I also picked up two boxes of Federal 115 grain. 
Thoughts? Comments?


----------



## kompactkites (Mar 16, 2012)

Forgot to mention this is a IWI, second generation.


----------



## BeefyBeefo (Jan 30, 2008)

Nice weapon! Congrats!

Are the clips for your hair? :mrgreen:


----------



## kompactkites (Mar 16, 2012)

Sorry magazine! lol I am still learning the annoying terminology of this ...sport?
Was hoping for more opinions on the gun as I really was not able to do much research on it before purchase, I know now smart right?


----------



## recoilguy (Apr 30, 2009)

It looks like a very nice gun. If it fits you and feels right you probably picked the correct gun. Be safe, become proficient!

RCG


----------



## chessail77 (Mar 15, 2011)

Congrats.....JJ


----------



## kompactkites (Mar 16, 2012)

Just joking?

So i ordered some snap caps, proper anti fog eye protection, and ear protection, and now I am trying to decide on a cleaning kit.
As you can see my setup came with some parts, but wondering whats a trusted brand of whatever else i need?
Oil? Swabs? cleaning spray? 
Any suggestions please? I will probably order from amazon, are any of these just above acceptable? http://www.amazon.com/s/ref=nb_sb_noss_1?url=search-alias=aps&field-keywords=gun+cleaning+kit

TIA


----------



## SigmaBoy (Mar 18, 2012)

Looks like you did well. Congrats.


----------



## kompactkites (Mar 16, 2012)

Thanks but I have been hearing a lot of mixed reviews, as much so as the glock, am hoping to find someone on this forum who has owned one and can tell me details...
I was banned on another popular forum for reason " a dumb ass spammer" after asking the same questions, cant seem to find a forum i need, and this makes me a saaad panda. 
I realize it isnt a common gun, but isnt that what the internet is for, to broaden the response?


----------



## SigmaBoy (Mar 18, 2012)

I haven't heard anything bad about the Desert Eagles but IIRC they're gas operated so you might want to find out about it. I could be wrong but check nevertheless, it might not apply to yours.


----------



## kompactkites (Mar 16, 2012)

Ok well now I feel like a complete noob, IIRC? Limited info on my gun, gas operated is bad?


----------



## SigmaBoy (Mar 18, 2012)

IIRC means If I Remember Correctly. Gas operated is not bad but you'll need ammo that will work with it. Does your manual tell you whether it is or not?
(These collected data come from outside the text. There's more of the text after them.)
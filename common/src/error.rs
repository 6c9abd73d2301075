use thiserror::Error;

#[derive(Debug, Error)]
pub enum CommonError {
    #[error("Unable to read parameter toml: {path}")]
    TomlReadError { path: String },

    #[error("Unable to parse parameter toml: {msg}")]
    TomlParseError { msg: String },
}
//! Buffer pool counters

use std::sync::atomic::{AtomicU64, Ordering};

/// Counter on its own cache line so hot counters do not false-share
#[repr(align(64))]
struct AlignedCounter(AtomicU64);

impl AlignedCounter {
    fn new() -> Self {
        Self(AtomicU64::new(0))
    }

    #[inline]
    fn incr(&self) {
        self.0.fetch_add(1, Ordering::Relaxed);
    }

    #[inline]
    fn load(&self) -> u64 {
        self.0.load(Ordering::Relaxed)
    }

    #[inline]
    fn fetch_max(&self, val: u64) {
        self.0.fetch_max(val, Ordering::Relaxed);
    }
}

pub struct BufferStats {
    pins: AlignedCounter,
    loads: AlignedCounter,
    unloads: AlignedCounter,
    evictions: AlignedCounter,
    exhausted: AlignedCounter,
    peak_resident: AlignedCounter,
}

/// Point-in-time copy of `BufferStats`
#[derive(Debug, Clone, Copy, Default, PartialEq, Eq)]
pub struct BufferStatsSnapshot {
    pub pins: u64,
    pub loads: u64,
    pub unloads: u64,
    pub evictions: u64,
    pub exhausted: u64,
    pub peak_resident: u64,
}

impl Default for BufferStats {
    fn default() -> Self {
        Self::new()
    }
}

impl BufferStats {
    pub fn new() -> Self {
        Self {
            pins: AlignedCounter::new(),
            loads: AlignedCounter::new(),
            unloads: AlignedCounter::new(),
            evictions: AlignedCounter::new(),
            exhausted: AlignedCounter::new(),
            peak_resident: AlignedCounter::new(),
        }
    }

    pub(crate) fn record_pin(&self) {
        self.pins.incr();
    }

    pub(crate) fn record_load(&self) {
        self.loads.incr();
    }

    pub(crate) fn record_unload(&self, evicted: bool) {
        self.unloads.incr();
        if evicted {
            self.evictions.incr();
        }
    }

    pub(crate) fn record_exhausted(&self) {
        self.exhausted.incr();
    }

    pub(crate) fn record_resident(&self, bytes: u64) {
        self.peak_resident.fetch_max(bytes);
    }

    pub fn snapshot(&self) -> BufferStatsSnapshot {
        BufferStatsSnapshot {
            pins: self.pins.load(),
            loads: self.loads.load(),
            unloads: self.unloads.load(),
            evictions: self.evictions.load(),
            exhausted: self.exhausted.load(),
            peak_resident: self.peak_resident.load(),
        }
    }
}
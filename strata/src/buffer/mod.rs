//! Buffer pool for block data
//!
//! The `NodeManager` bounds the bytes of block data held in memory. Users pin
//! a node before touching its data; pinned nodes are never evicted. Unpinned
//! resident nodes are unloaded oldest-unpin first when a pin needs room.

mod lru;
mod manager;
mod stats;

pub use lru::LruList;
pub use manager::{NodeHandle, NodeManager};
pub use stats::{BufferStats, BufferStatsSnapshot};

use crate::Result;

/// Identifies a node inside one manager
pub type NodeKey = u64;

/// Data the manager can move in and out of memory
pub trait BufferNode: Send + Sync {
    fn key(&self) -> NodeKey;

    /// Bytes charged against the budget while resident
    fn size(&self) -> u64;

    /// Bring the data into memory
    fn load(&self) -> Result<()>;

    /// Persist the data and release it from memory
    fn unload(&self) -> Result<()>;
}
//! Write-ahead log capability
//!
//! Transactions append one encoded command batch per commit; the scheduler
//! later marks prefixes of each group as checkpointed so they can be dropped.

mod file;
mod mem;

pub use file::FileWal;
pub use mem::MemWal;

use serde::{Deserialize, Serialize};

use crate::Result;

/// Position of a record in the log: a group plus a per-group sequence number
#[derive(Debug, Clone, Copy, PartialEq, Eq, Hash, PartialOrd, Ord, Serialize, Deserialize)]
pub struct WalIndex {
    pub group: u32,
    /// Starts at 1 within each group
    pub lsn: u64,
}

impl WalIndex {
    pub fn new(group: u32, lsn: u64) -> Self {
        Self { group, lsn }
    }
}

/// Log persistence consumed by the transaction manager and the scheduler
pub trait LogStore: Send + Sync {
    /// Append a record and make it durable
    fn append(&self, group: u32, payload: &[u8]) -> Result<WalIndex>;

    /// Record that everything up to `index` in its group is reclaimable.
    /// Lower or equal indices are a no-op.
    fn checkpoint(&self, index: &WalIndex) -> Result<()>;

    /// Highest checkpointed lsn of `group` (0 if none)
    fn checkpointed(&self, group: u32) -> u64;

    /// Records of `group` not yet checkpointed, in lsn order
    fn replay(&self, group: u32) -> Result<Vec<(u64, Vec<u8>)>>;

    /// Reclaim storage of checkpointed records, returning how many units
    /// (segments or records) were released
    fn truncate(&self) -> Result<usize>;
}
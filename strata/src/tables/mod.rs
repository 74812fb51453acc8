//! Table data: blocks, their resident nodes, the append path and the
//! transaction entries that commit block-level changes

mod appender;
mod block;
mod entries;
mod node;

pub use appender::BlockAppender;
pub use block::DataBlock;
pub use entries::UpdateEntry;
pub use node::BlockNode;

use std::collections::HashMap;
use std::sync::Arc;

use parking_lot::RwLock;

use crate::catalog::BlockId;
use crate::{Result, StrataError};

/// Live blocks by id, shared between the facade and compaction entries
#[derive(Default, Clone)]
pub struct BlockSet {
    blocks: Arc<RwLock<HashMap<BlockId, Arc<DataBlock>>>>,
}

impl BlockSet {
    pub fn new() -> Self {
        Self::default()
    }

    pub fn insert(&self, block: Arc<DataBlock>) {
        self.blocks.write().insert(block.id(), block);
    }

    pub fn get(&self, id: BlockId) -> Result<Arc<DataBlock>> {
        self.blocks
            .read()
            .get(&id)
            .cloned()
            .ok_or_else(|| StrataError::NotFound(format!("block {}", id)))
    }

    pub fn remove(&self, id: BlockId) -> Option<Arc<DataBlock>> {
        self.blocks.write().remove(&id)
    }

    /// Snapshot of every block, in no particular order
    pub fn all(&self) -> Vec<Arc<DataBlock>> {
        self.blocks.read().values().cloned().collect()
    }

    pub fn len(&self) -> usize {
        self.blocks.read().len()
    }

    pub fn is_empty(&self) -> bool {
        self.blocks.read().is_empty()
    }
}

#[cfg(test)]
pub(crate) mod testing {
    use std::sync::Arc;

    use arrow::record_batch::RecordBatch;

    use super::DataBlock;
    use crate::buffer::NodeManager;
    use crate::catalog::{Catalog, EntryVersion, SegmentEntry, TableEntry};
    use crate::data::build_array;
    use crate::dataio::{FileFactory, MockFileFactory};
    use crate::txn::{TimestampAllocator, TxnManager};
    use crate::wal::MemWal;
    use crate::{DataType, Schema, Value, WriteConflictPolicy};

    pub(crate) fn schema() -> Schema {
        Schema::new("t")
            .column("id", DataType::Int64)
            .column("name", DataType::String)
            .primary_key("id")
            .unwrap()
    }

    pub(crate) fn batch(ids: &[i64], names: &[&str]) -> RecordBatch {
        let ids: Vec<Value> = ids.iter().map(|v| Value::Int64(*v)).collect();
        let names: Vec<Value> = names.iter().map(|s| Value::from(*s)).collect();
        RecordBatch::try_new(
            schema().arrow_schema(),
            vec![
                build_array(DataType::Int64, ids.iter()).unwrap(),
                build_array(DataType::String, names.iter()).unwrap(),
            ],
        )
        .unwrap()
    }

    /// One table with one segment over mock files
    pub(crate) struct TestTable {
        pub catalog: Arc<Catalog>,
        pub table: Arc<TableEntry>,
        pub segment: Arc<SegmentEntry>,
        pub buffer: NodeManager,
        pub files: Arc<MockFileFactory>,
        pub timestamps: Arc<TimestampAllocator>,
        pub wal: Arc<MemWal>,
        pub capacity: u32,
    }

    impl TestTable {
        pub(crate) fn new(capacity: u32, budget: u64) -> Self {
            let catalog = Arc::new(Catalog::new());
            let db = catalog.create_database("db").unwrap();
            let table = catalog.create_table(db.id, schema()).unwrap();
            let segment = catalog.create_segment(table.id, false).unwrap();
            Self {
                catalog,
                table,
                segment,
                buffer: NodeManager::new(budget),
                files: Arc::new(MockFileFactory::new()),
                timestamps: Arc::new(TimestampAllocator::new()),
                wal: Arc::new(MemWal::new()),
                capacity,
            }
        }

        pub(crate) fn block(&self, appendable: bool) -> Arc<DataBlock> {
            let meta = self
                .catalog
                .create_block(self.segment.id, appendable, EntryVersion::committed(0))
                .unwrap();
            let file = self.files.block_file(meta.id).unwrap();
            DataBlock::create(
                meta,
                self.table.schema.clone(),
                self.capacity,
                WriteConflictPolicy::Permissive,
                file,
                self.buffer.clone(),
            )
            .unwrap()
        }

        pub(crate) fn txn_manager(&self) -> TxnManager {
            TxnManager::new(self.timestamps.clone(), self.wal.clone())
        }
    }
}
Long ago my friend bought a Desert Eagle 357 and his is gas operated but that doesn't that yours is too.


----------



## kompactkites (Mar 16, 2012)

Oh ok, good to know that abbreviation thanks. 
Manual does not say anything about gas operated? 
All i have been able to find is the manual here - http://www.magnumresearch.com/docs/manuals/BABY EAGLE.pdf
And this - Magnum Research maker of the world's most powerful handguns


----------



## Jeremy55 (Mar 3, 2012)

That looks like a very nice gun.


----------



## SigmaBoy (Mar 18, 2012)

Yours is not so that's good news. Enjoy it.


----------



## kompactkites (Mar 16, 2012)

Ok good, thanks Sigma and Jeremy. 
I have not had a chance to take it to the range yet and see if the weight will be a problem for me, but I have thoroughly enjoyed learning and field stripping it. Also been practicing safety checks every few hours or so to get into the habit of it often.


----------



## recoilguy (Apr 30, 2009)

Go shoot it and then tell us how you like it. The internet is a place where a lot of people will tell you what they think, if you are lucky some tell you what is true. A lot of what you hear is parrot foder. Sometimes when you do not agree with local conjecture you will get banned on some sites. 
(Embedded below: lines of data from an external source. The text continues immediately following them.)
//! Task trait and completion handles

use std::sync::Arc;

use parking_lot::{Condvar, Mutex};

use super::TaskKind;
use crate::{Result, StrataError};

/// A unit of background work; runs exactly once on one worker
pub trait Task: Send + 'static {
    fn kind(&self) -> TaskKind;

    fn execute(&mut self) -> Result<()>;
}

/// Task wrapping a closure
pub struct FnTask {
    kind: TaskKind,
    f: Option<Box<dyn FnOnce() -> Result<()> + Send>>,
}

impl FnTask {
    pub fn new(kind: TaskKind, f: impl FnOnce() -> Result<()> + Send + 'static) -> Self {
        Self { kind, f: Some(Box::new(f)) }
    }
}

impl Task for FnTask {
    fn kind(&self) -> TaskKind {
        self.kind
    }

    fn execute(&mut self) -> Result<()> {
        match self.f.take() {
            Some(f) => f(),
            None => Err(StrataError::InvalidState(format!("{:?} task executed twice", self.kind))),
        }
    }
}

struct Completion {
    done: bool,
    error: Option<Arc<StrataError>>,
}

struct Shared {
    kind: TaskKind,
    waitable: bool,
    completion: Mutex<Completion>,
    cv: Condvar,
}

/// Caller's view of a submitted task
#[derive(Clone)]
pub struct TaskHandle {
    shared: Arc<Shared>,
}

impl TaskHandle {
    pub(crate) fn new(kind: TaskKind, waitable: bool) -> Self {
        Self {
            shared: Arc::new(Shared {
                kind,
                waitable,
                completion: Mutex::new(Completion { done: false, error: None }),
                cv: Condvar::new(),
            }),
        }
    }

    pub fn kind(&self) -> TaskKind {
        self.shared.kind
    }

    pub fn is_waitable(&self) -> bool {
        self.shared.waitable
    }

    pub fn is_done(&self) -> bool {
        self.shared.completion.lock().done
    }

    /// Block until the task ran and return its error
    ///
    /// Only waitable tasks can be waited on.
    pub fn wait_done(&self) -> Result<()> {
        if !self.shared.waitable {
            return Err(StrataError::InvalidState(format!(
                "{:?} task is not waitable",
                self.shared.kind
            )));
        }
        let mut completion = self.shared.completion.lock();
        while !completion.done {
            self.shared.cv.wait(&mut completion);
        }
        match &completion.error {
            None => Ok(()),
            Some(e) => Err(StrataError::TaskFailed { kind: self.shared.kind, source: e.clone() }),
        }
    }

    pub(crate) fn complete(&self, result: Result<()>) {
        let mut completion = self.shared.completion.lock();
        completion.done = true;
        completion.error = result.err().map(Arc::new);
        self.shared.cv.notify_all();
    }
}

impl std::fmt::Debug for TaskHandle {
    fn fmt(&self, f: &mut std::fmt::Formatter<'_>) -> std::fmt::Result {
        f.debug_struct("TaskHandle")
            .field("kind", &self.shared.kind)
            .field("done", &self.is_done())
            .finish()
    }
}

#[cfg(test)]
mod tests {
    use super::*;

    #[test]
    fn test_wait_after_completion() {
        let handle = TaskHandle::new(TaskKind::Io, true);
        assert!(!handle.is_done());
        handle.complete(Err(StrataError::QueueFull));
        match handle.wait_done() {
            Err(StrataError::TaskFailed { kind: TaskKind::Io, source }) => {
                assert!(matches!(*source, StrataError::QueueFull))
            }
            other => panic!("unexpected {:?}", other),
        }
    }

    #[test]
    fn test_wait_blocks_until_complete() {
        let handle = TaskHandle::new(TaskKind::Flush, true);
        std::thread::scope(|s| {
            let h = handle.clone();
            s.spawn(move || {
                std::thread::sleep(std::time::Duration::from_millis(20));
                h.complete(Ok(()));
            });
            handle.wait_done().unwrap();
        });
        assert!(handle.is_done());
    }

    #[test]
    fn test_not_waitable() {
        let handle = TaskHandle::new(TaskKind::Checkpoint, false);
        handle.complete(Ok(()));
        assert!(matches!(handle.wait_done(), Err(StrataError::InvalidState(_))));
    }

    #[test]
    fn test_fn_task_runs_once() {
        let mut task = FnTask::new(TaskKind::Custom, || Ok(()));
        assert_eq!(task.kind(), TaskKind::Custom);
        task.execute().unwrap();
        assert!(task.execute().is_err());
    }
}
It's a good gun, I hope it shoots well for you. 600 is a fair price, not the best out there but not outragious. Is it a new model or is it an older one? Mag Reasech was recently purchased by Kahr, who make great guns in my opinion. This gun is a DA/SA model and the one I have shot had a very nice smooth trigger on it. It is a good size gun not very heavy and the grip angle appealed to me. Fed 115's are good stand by 9mm bullets. Be safe and enjoy the new gun!!!!

RCG


----------



## kompactkites (Mar 16, 2012)

Will do! I love the term parrot fodder lol. I did lots of reading prior to the gunshow and your right, lots of opinions out there even when people havnt owned or shot the gun which seems strange to me. 
This is the new model put out by Kahr just in the past two years or so i believe. 
Thanks for the info!! Ill take some pics and video when I go fire, hopefully this week.
I need to find some cleaning spray and oil and swabs for it i guess before i go fire it and clean it up via manual recommendation.


----------



## recoilguy (Apr 30, 2009)

When you get something be sure it is polymer safe. The easiest thing is to get a CLP at a gun store or possibly Walmart. They clean adequatley, the lubricate pretty good and they protect nicely. Get a good 9mm bore brush and for swabs cut up an old tee shirt. Don't over think this just get it to where it is comfortable and it works for you. I always carry a can of CLP in my bag and some sqaures of old tee shirt, and old washcloth to wipe big areas off, an old tooth brush and a bore brush. It makes for quick and effective cleaning.

RCG


----------



## kompactkites (Mar 16, 2012)

Awesome thanks for the tip! I do tend to over think things sometimes so that is great advice for me.


----------



## kompactkites (Mar 16, 2012)

Oh also, what would be the best way if I wanted to change the colors on the sites from white to something else? Was thinking Jig paint or something? 
And, for more added safety, because I purchased this weapon not only for range use, but for home defense, is there a common way to mark a loaded magazine to easily identify and separate it from an empty one? Or is that a bad idea?
Glad I found this  - http://www.zahal.org/groups/jericho-accessories


----------



## SigmaBoy (Mar 18, 2012)

Clean and lube your gun before you shoot it. Shooting it straight out of a box is not a good idea though lots have done it, I know I did, always learning as time goes by.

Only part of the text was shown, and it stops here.